◆ **TASK BRIEF**
Find the word "shared" in the data, then copy each line where it is found.

◆ **SUPPLIED DATA**
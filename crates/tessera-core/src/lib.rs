//! # Tessera Core
//!
//! Foundation shared by the Tessera mesh crates:
//! - **Math**: glam re-exports, bounding boxes and spheres
//! - **Config**: serializable settings for every geometry operation
//! - **Change tracking**: explicit dirty values instead of a global upload flag

pub mod change;
pub mod config;
pub mod math;

pub use change::{Dirty, UploadState};
pub use config::{
    AdjacencyPolicy, ConfigError, GeometryConfig, NormalConfig, SmoothingConfig,
    SubdivisionConfig, TaubinConfig,
};
pub use math::{Aabb, BoundingSphere};
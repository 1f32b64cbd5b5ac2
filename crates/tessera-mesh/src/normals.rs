//! Vertex normal generation
//!
//! Three flavours:
//! - [`Mesh::generate_normals`]: averaged unit face normals
//! - [`Mesh::generate_smooth_normals`]: area-weighted face normals, then
//!   optional 1-ring propagation passes
//! - [`Mesh::generate_smooth_normals_disconnected`]: the same after welding
//!   co-located vertices, so seams and poles get one shared normal
//!
//! Per-vertex work reads only the previous pass, so every loop runs on rayon.

use rayon::prelude::*;
use tessera_core::math::{Vec3, lexicographic_cmp, normalize_or_up};
use tessera_core::{Dirty, NormalConfig};

use crate::GeometryResult;
use crate::adjacency::VertexTriangles;
use crate::mesh::Mesh;

impl Mesh {
    /// Flat-shaded style normals.
    ///
    /// Each vertex sums the unit normals `normalize(cross(a - c, a - b))` of
    /// its triangles, divides by the vertex count of the whole mesh, then
    /// stores the negated, normalized sum. A vertex used by no triangle ends
    /// up with `(0, -1, 0)`.
    pub fn generate_normals(&mut self) -> Dirty {
        let normals = {
            let triangles = self.usable_triangles("generate_normals");
            let positions = &self.positions;
            let vertex_count = positions.len();

            let face_normals: Vec<Vec3> = triangles
                .par_iter()
                .map(|&[a, b, c]| {
                    let (pa, pb, pc) = (positions[a as usize], positions[b as usize], positions[c as usize]);
                    normalize_or_up((pa - pc).cross(pa - pb))
                })
                .collect();

            let incidence = VertexTriangles::build(vertex_count, &triangles);
            let scale = 1.0 / vertex_count.max(1) as f32;
            (0..vertex_count)
                .into_par_iter()
                .map(|v| {
                    let sum: Vec3 = incidence.of(v).iter().map(|&t| face_normals[t as usize]).sum();
                    -normalize_or_up(sum * scale)
                })
                .collect()
        };

        self.normals = normals;
        Dirty::CHANGED
    }

    /// Smooth normals from area-weighted face normals.
    ///
    /// `iterations` extra passes replace every normal with the sum of the
    /// neighbouring corners' normals over its triangles, rescaled by the
    /// largest magnitude between passes and normalized after the last one.
    pub fn generate_smooth_normals(&mut self, iterations: u32) -> Dirty {
        let _span = tracing::debug_span!("smooth_normals", iterations).entered();
        let normals = {
            let triangles = self.usable_triangles("generate_smooth_normals");
            let face_normals = area_weighted_normals(&self.positions, &triangles);
            propagate(self.positions.len(), &triangles, &face_normals, iterations)
        };

        self.normals = normals;
        Dirty::CHANGED
    }

    /// [`Mesh::generate_smooth_normals`] on a welded copy of the topology.
    ///
    /// Vertices within `config.merge_distance` of their lexicographic
    /// predecessor share a canonical id. Normals are accumulated and
    /// propagated per canonical id, then copied to every duplicate.
    pub fn generate_smooth_normals_disconnected(&mut self, config: &NormalConfig) -> GeometryResult<Dirty> {
        config.validate()?;
        let _span = tracing::debug_span!(
            "smooth_normals_disconnected",
            iterations = config.smoothing_iterations
        )
        .entered();

        let canonical = canonical_ids(&self.positions, config.merge_distance);
        let duplicates = canonical.iter().enumerate().filter(|&(v, &c)| v != c as usize).count();
        log::debug!("Welded {duplicates} co-located vertex(es) for normal generation");

        let welded_normals = {
            let triangles = self.usable_triangles("generate_smooth_normals_disconnected");
            let face_normals = area_weighted_normals(&self.positions, &triangles);
            let welded: Vec<[u32; 3]> = triangles
                .iter()
                .map(|tri| tri.map(|v| canonical[v as usize]))
                .collect();
            propagate(
                self.positions.len(),
                &welded,
                &face_normals,
                config.smoothing_iterations,
            )
        };

        self.normals = canonical
            .par_iter()
            .map(|&c| welded_normals[c as usize])
            .collect();
        Ok(Dirty::CHANGED)
    }
}

/// Unnormalized `(b - a) x (c - a)` per triangle
fn area_weighted_normals(positions: &[Vec3], triangles: &[[u32; 3]]) -> Vec<Vec3> {
    triangles
        .par_iter()
        .map(|&[a, b, c]| {
            let pa = positions[a as usize];
            (positions[b as usize] - pa).cross(positions[c as usize] - pa)
        })
        .collect()
}

/// Sum face normals per vertex, then run `iterations` Jacobi passes over the
/// triangle 1-ring. `triangles` may repeat a vertex once welded; each corner
/// still counts separately.
fn propagate(
    vertex_count: usize,
    triangles: &[[u32; 3]],
    face_normals: &[Vec3],
    iterations: u32,
) -> Vec<Vec3> {
    let incidence = VertexTriangles::build(vertex_count, triangles);
    let mut normals: Vec<Vec3> = (0..vertex_count)
        .into_par_iter()
        .map(|v| incidence.of(v).iter().map(|&t| face_normals[t as usize]).sum())
        .collect();

    if iterations == 0 {
        normals.par_iter_mut().for_each(|n| *n = normalize_or_up(*n));
        return normals;
    }

    for pass in 0..iterations {
        let previous = &normals;
        let mut next: Vec<Vec3> = (0..vertex_count)
            .into_par_iter()
            .map(|v| {
                let v = v as u32;
                incidence
                    .of(v as usize)
                    .iter()
                    .map(|&t| {
                        let [a, b, c] = triangles[t as usize];
                        let n = |i: u32| previous[i as usize];
                        if v == a {
                            n(b) + n(c)
                        } else if v == b {
                            n(a) + n(c)
                        } else {
                            n(a) + n(b)
                        }
                    })
                    .sum()
            })
            .collect();

        if pass + 1 == iterations {
            next.par_iter_mut().for_each(|n| *n = normalize_or_up(*n));
        } else {
            let max = next.par_iter().map(|n| n.length()).reduce(|| 0.0, f32::max);
            if max > 0.0 {
                next.par_iter_mut().for_each(|n| *n /= max);
            }
        }
        normals = next;
    }
    normals
}

/// Canonical id per vertex: sort by position (ties by id) and reuse the
/// predecessor's canonical id when within `merge_distance` of it.
pub(crate) fn canonical_ids(positions: &[Vec3], merge_distance: f32) -> Vec<u32> {
    let mut order: Vec<u32> = (0..positions.len() as u32).collect();
    order.par_sort_unstable_by(|&a, &b| {
        lexicographic_cmp(positions[a as usize], positions[b as usize]).then(a.cmp(&b))
    });

    let mut canonical: Vec<u32> = (0..positions.len() as u32).collect();
    for pair in order.windows(2) {
        let (prev, cur) = (pair[0] as usize, pair[1] as usize);
        if positions[cur].distance(positions[prev]) <= merge_distance {
            canonical[cur] = canonical[prev];
        }
    }
    canonical
}

#[cfg(test)]
mod tests {
    use super::*;
    use crate::generators::{cube, quad_grid, triangle, uv_sphere};

    fn referenced(mesh: &Mesh) -> Vec<bool> {
        let mut used = vec![false; mesh.vertex_count()];
        for tri in mesh.triangles() {
            for &v in tri {
                used[v as usize] = true;
            }
        }
        used
    }

    #[test]
    fn test_flat_normals_follow_winding() {
        let mut mesh = triangle();
        assert!(mesh.generate_normals().is_dirty());
        for n in mesh.normals() {
            assert!((*n - Vec3::Z).length() < 1e-6);
        }
    }

    #[test]
    fn test_flat_normals_point_out_of_cube() {
        let mut mesh = cube();
        let _ = mesh.generate_normals();
        assert!(mesh.has_normals());
        for (p, n) in mesh.positions().iter().zip(mesh.normals()) {
            assert!((n.length() - 1.0).abs() < 1e-5);
            assert!(n.dot(*p) > 0.0);
        }
        // Corner (1, 1, 1) touches two triangles on each of three faces.
        assert!((mesh.normals()[0] - Vec3::ONE.normalize()).length() < 1e-5);
    }

    #[test]
    fn test_isolated_vertex_gets_negated_fallback() {
        let mut mesh = triangle();
        let mut positions = mesh.positions().to_vec();
        positions.push(Vec3::splat(5.0));
        let _ = mesh.set_positions(positions);
        let _ = mesh.generate_normals();
        assert_eq!(mesh.normals()[3], Vec3::NEG_Y);
    }

    #[test]
    fn test_smooth_normals_on_flat_grid() {
        for iterations in [0, 1, 3] {
            let mut grid = quad_grid(3, 3, 1.0, 1.0);
            let _ = grid.set_normals(Vec::new());
            let _ = grid.generate_smooth_normals(iterations);
            assert!(grid.has_normals());
            for n in grid.normals() {
                assert!((*n - Vec3::Z).length() < 1e-5, "{iterations}: {n}");
            }
        }
    }

    #[test]
    fn test_smooth_normals_on_cube() {
        for iterations in [0, 1] {
            let mut mesh = cube();
            let _ = mesh.generate_smooth_normals(iterations);
            for (p, n) in mesh.positions().iter().zip(mesh.normals()) {
                assert!((n.length() - 1.0).abs() < 1e-5);
                assert!(n.dot(*p) > 0.0);
            }
        }
    }

    #[test]
    fn test_smooth_normals_on_sphere_are_radial() {
        let mut mesh = uv_sphere(16, 12, 1.0);
        let used = referenced(&mesh);
        let _ = mesh.generate_smooth_normals(0);
        for (v, (p, n)) in mesh.positions().iter().zip(mesh.normals()).enumerate() {
            if used[v] {
                assert!(n.dot(p.normalize()) > 0.95);
            }
        }
    }

    #[test]
    fn test_canonical_ids() {
        let positions = vec![
            Vec3::new(1.0, 0.0, 0.0),
            Vec3::ZERO,
            Vec3::new(1.0, 0.0, 0.0),
            Vec3::new(0.0, 0.0, 5e-7),
            Vec3::new(0.0, 1.0, 0.0),
        ];
        assert_eq!(canonical_ids(&positions, 1e-6), vec![0, 1, 0, 1, 4]);
    }

    #[test]
    fn test_disconnected_normals_weld_seams() {
        let config = NormalConfig::default();
        for iterations in [0, 2] {
            let mut mesh = uv_sphere(16, 12, 1.0);
            let config = NormalConfig {
                smoothing_iterations: iterations,
                ..config
            };
            let _ = mesh.generate_smooth_normals_disconnected(&config).unwrap();

            for (p, n) in mesh.positions().iter().zip(mesh.normals()) {
                assert!(n.dot(p.normalize()) > 0.98);
            }
            // Seam copies on every ring and all pole copies agree.
            let stride = 17;
            for ring in 0..=12 {
                assert_eq!(mesh.normals()[ring * stride], mesh.normals()[ring * stride + 16]);
            }
            assert!(mesh.normals()[..stride].iter().all(|&n| n == mesh.normals()[0]));
        }
    }

    #[test]
    fn test_disconnected_matches_connected_away_from_seams() {
        let mut connected = uv_sphere(16, 12, 1.0);
        let mut welded = connected.clone();
        let _ = connected.generate_smooth_normals(0);
        let _ = welded.generate_smooth_normals_disconnected(&NormalConfig::default()).unwrap();

        let canonical = canonical_ids(connected.positions(), 1e-6);
        for v in 0..connected.vertex_count() {
            let shared = canonical.iter().filter(|&&c| c == canonical[v]).count() > 1;
            if !shared {
                assert!((connected.normals()[v] - welded.normals()[v]).length() < 1e-5);
            }
        }
    }

    #[test]
    fn test_disconnected_rejects_bad_distance() {
        let mut mesh = cube();
        let config = NormalConfig {
            merge_distance: -1.0,
            ..NormalConfig::default()
        };
        assert!(mesh.generate_smooth_normals_disconnected(&config).is_err());
    }
}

◆ **SOLUTION FOR THIS EXERCISE**
//! Foundation shared by the Tessera mesh crates:
//!   co-located vertices, so seams and poles get one shared normal
            let shared = canonical.iter().filter(|&&c| c == canonical[v]).count() > 1;
            if !shared {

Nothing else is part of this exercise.